July/August 2004


Is Your Marriage Suffering from “The Curse of Good?”

By Dr. Andrew D. Atwood, LMFT, CSW

You know couples like this. They are the ones who are “nice” people who have a very “nice” relationship. Everything seems to be good, or at least nothing seems to draw attention to them or their relationship. They are within your circle of friends, pleasant to be around, and very, very steady. They are good people, and they have a good marriage.

But there is nothing hot or moist about them! They don’t seem to have a lot of passion, excitement, energy, or pizzazz! Nobody yells (at least not in public) and nobody hugs and squeezes with obvious erotic intent. Pleasant, but passive. But there is no fire! Tepid, never temperamental (again, at least not in public), these nice people have a good marriage. White bread only; nothing like 7 grains to add flavor.

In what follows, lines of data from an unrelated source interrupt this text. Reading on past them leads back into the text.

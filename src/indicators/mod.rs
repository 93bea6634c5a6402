// =============================================================================
// Technical Indicators Module
// =============================================================================
//
// Pure, side-effect-free implementations of the indicators used by the
// signal evaluator. Every public function returns `Option<T>` or an empty
// series so callers are forced to handle insufficient-data and numerical
// edge cases.

pub mod atr;
pub mod ema;
pub mod rsi;
pub mod stoch_rsi;
pub mod volume;
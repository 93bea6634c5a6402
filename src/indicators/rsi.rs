// =============================================================================
// Relative Strength Index (RSI) — Wilder's smoothing
// =============================================================================
//
// Average gain and loss are seeded over the first `period` price moves, then
// updated incrementally per bar:
//
//   avg += (x - avg) / period
//
// which is Wilder's recurrence in update form. RSI itself is expressed as
// 100 * avg_gain / (avg_gain + avg_loss), algebraically the same as
// 100 - 100 / (1 + RS) without the intermediate ratio.
// =============================================================================

/// Compute the RSI series for `values` and `period` in a single pass.
///
/// One output per input starting at index `period` (the first `period` moves
/// seed the averages). Empty when `period` is zero or the input is too
/// short. A flat window reads 50, an all-gain window 100, an all-loss
/// window 0.
pub fn rsi(values: &[f64], period: usize) -> Vec<f64> {
    if period == 0 || values.len() <= period {
        return Vec::new();
    }

    let inv_period = 1.0 / period as f64;
    let mut result = Vec::with_capacity(values.len() - period);
    let mut avg_gain = 0.0_f64;
    let mut avg_loss = 0.0_f64;

    for (i, pair) in values.windows(2).enumerate() {
        let delta = pair[1] - pair[0];
        if !delta.is_finite() {
            // A poisoned input (NaN) must not keep producing values.
            break;
        }
        let (gain, loss) = if delta >= 0.0 { (delta, 0.0) } else { (0.0, -delta) };

        if i < period {
            // Seed phase: plain average of the first `period` moves.
            avg_gain += gain * inv_period;
            avg_loss += loss * inv_period;
            if i + 1 < period {
                continue;
            }
        } else {
            avg_gain += (gain - avg_gain) * inv_period;
            avg_loss += (loss - avg_loss) * inv_period;
        }

        let value = match (avg_gain > 0.0, avg_loss > 0.0) {
            // No movement inside the window at all.
            (false, false) => 50.0,
            (true, false) => 100.0,
            _ => 100.0 * avg_gain / (avg_gain + avg_loss),
        };
        if !value.is_finite() {
            break;
        }
        result.push(value);
    }

    result
}

// =============================================================================
// Tests
// =============================================================================
#[cfg(test)]
mod tests {
    use super::*;

    fn ramp(n: usize) -> Vec<f64> {
        (1..=n).map(|x| x as f64).collect()
    }

    #[test]
    fn degenerate_inputs_yield_nothing() {
        assert!(rsi(&[], 14).is_empty());
        assert!(rsi(&ramp(3), 0).is_empty());
        // period + 1 values are the minimum; exactly `period` is not enough.
        assert!(rsi(&ramp(14), 14).is_empty());
        assert_eq!(rsi(&ramp(15), 14).len(), 1);
    }

    #[test]
    fn output_length_tracks_input() {
        assert_eq!(rsi(&ramp(30), 14).len(), 16);
        assert_eq!(rsi(&ramp(100), 5).len(), 95);
    }

    #[test]
    fn monotonic_series_pin_the_extremes() {
        for v in rsi(&ramp(30), 14) {
            assert!((v - 100.0).abs() < 1e-10, "rising series must read 100, got {v}");
        }

        let falling: Vec<f64> = ramp(30).into_iter().rev().collect();
        for v in rsi(&falling, 14) {
            assert!(v.abs() < 1e-10, "falling series must read 0, got {v}");
        }
    }

    #[test]
    fn flat_series_reads_neutral() {
        for v in rsi(&[100.0; 30], 14) {
            assert!((v - 50.0).abs() < 1e-10, "flat series must read 50, got {v}");
        }
    }

    #[test]
    fn one_drop_after_a_rally_decays_gradually() {
        // Wilder smoothing: a single down move dents a long rally's RSI but
        // cannot drag it anywhere near neutral.
        let mut values = ramp(40);
        values.push(39.5);
        let last = *rsi(&values, 14).last().unwrap();
        assert!(last < 100.0, "one loss must pull RSI off the ceiling, got {last}");
        assert!(last > 80.0, "one loss must not crater a long rally, got {last}");
    }

    #[test]
    fn bounded_for_arbitrary_data() {
        let values = vec![
            44.34, 44.09, 44.15, 43.61, 44.33, 44.83, 45.10, 45.42, 45.84, 46.08, 45.89, 46.03,
            44.18, 44.22, 44.57, 43.42, 42.66, 43.13,
        ];
        for v in rsi(&values, 14) {
            assert!((0.0..=100.0).contains(&v), "RSI {v} out of range");
        }
    }

    #[test]
    fn nan_truncates_the_series() {
        let values = vec![1.0, 2.0, 3.0, 4.0, f64::NAN, 6.0, 7.0];
        let out = rsi(&values, 3);
        // The first value (from the clean seed window) survives; the NaN
        // delta stops everything after it.
        assert_eq!(out.len(), 1);
    }
}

Some couples suffer from “The Curse of Good” for years and years. And frankly, that might just be right for them. Each has been called by the Divine within them to stay steady and stable, to just simmer through life. And it can be just fine to be “just fine.”

Others, however, are stuck in a marriage that is too good to leave, and too bad to stay. Slogged down by their own ambivalence, these good people have decided to capitulate, to give in to the anxiety that they would experience if they shifted the weight of their commitment off dead center. They have opted for the known stability rather than the adventure that could be theirs.

“Adventure? Who needs it?” Well, I do. And I’ll bet a lot of you do as well. But with adventure, with getting out of the box and experiencing the extra-ordinary, there is a price to pay – anxiety! You know the feeling. “Do I dare?” If you are suffering from “The Curse of Good,” you dare not. You don’t say, “Ya know honey, I am bored with the routine of our life. I am tired of the same meals, the same house, the same schedule, the same sex, the same conversations, the same old – same old. I want something more exotic in my life and I am willing to shake things up a little to get it. Why, you ask? Because my soul will die if I don’t.”

Oh boy, can that be threatening! Take the status quo and turn it upside down! Take a risk? Wear some different clothing, order something spicy from the menu (or from Victoria’s Secret), take a break from going to the same grocery store or the same church, redecorate your home, go to school again and be the only guy in the watercolor painting class, or the only woman in the plumbing class. Get out of the lousy box!

“Oh no, what would everyone think?” That is one of the most common points of resistance I hear, and it is very understandable. As adults we have learned how to be “good” people who follow the rules that accompany our roles in life. A good husband behaves like such-and-so, and a good wife behaves like thus-and-so. Our tribe has prescribed those roles and rules for us, and we have bought in. We are good people in good relationships.

But the next normal part of the developmental process is to step beyond those roles and rules and to begin to author your own life. Yes, it is normal, and necessary, for a person to form their own opinions, to own their own passions, to embrace their own vision, to struggle for a voice, to create and dream beyond the horizon of the ordinary. Sam Keen calls these people “Outlaws.” They are the ones (and I count myself among their number) who have dared to try something radical in order to save their own lives from mediocrity. The Outlaws are the ones who stretch beyond the laws of the “good” world in which they live, so that they can thrive. They love with a measure of recklessness.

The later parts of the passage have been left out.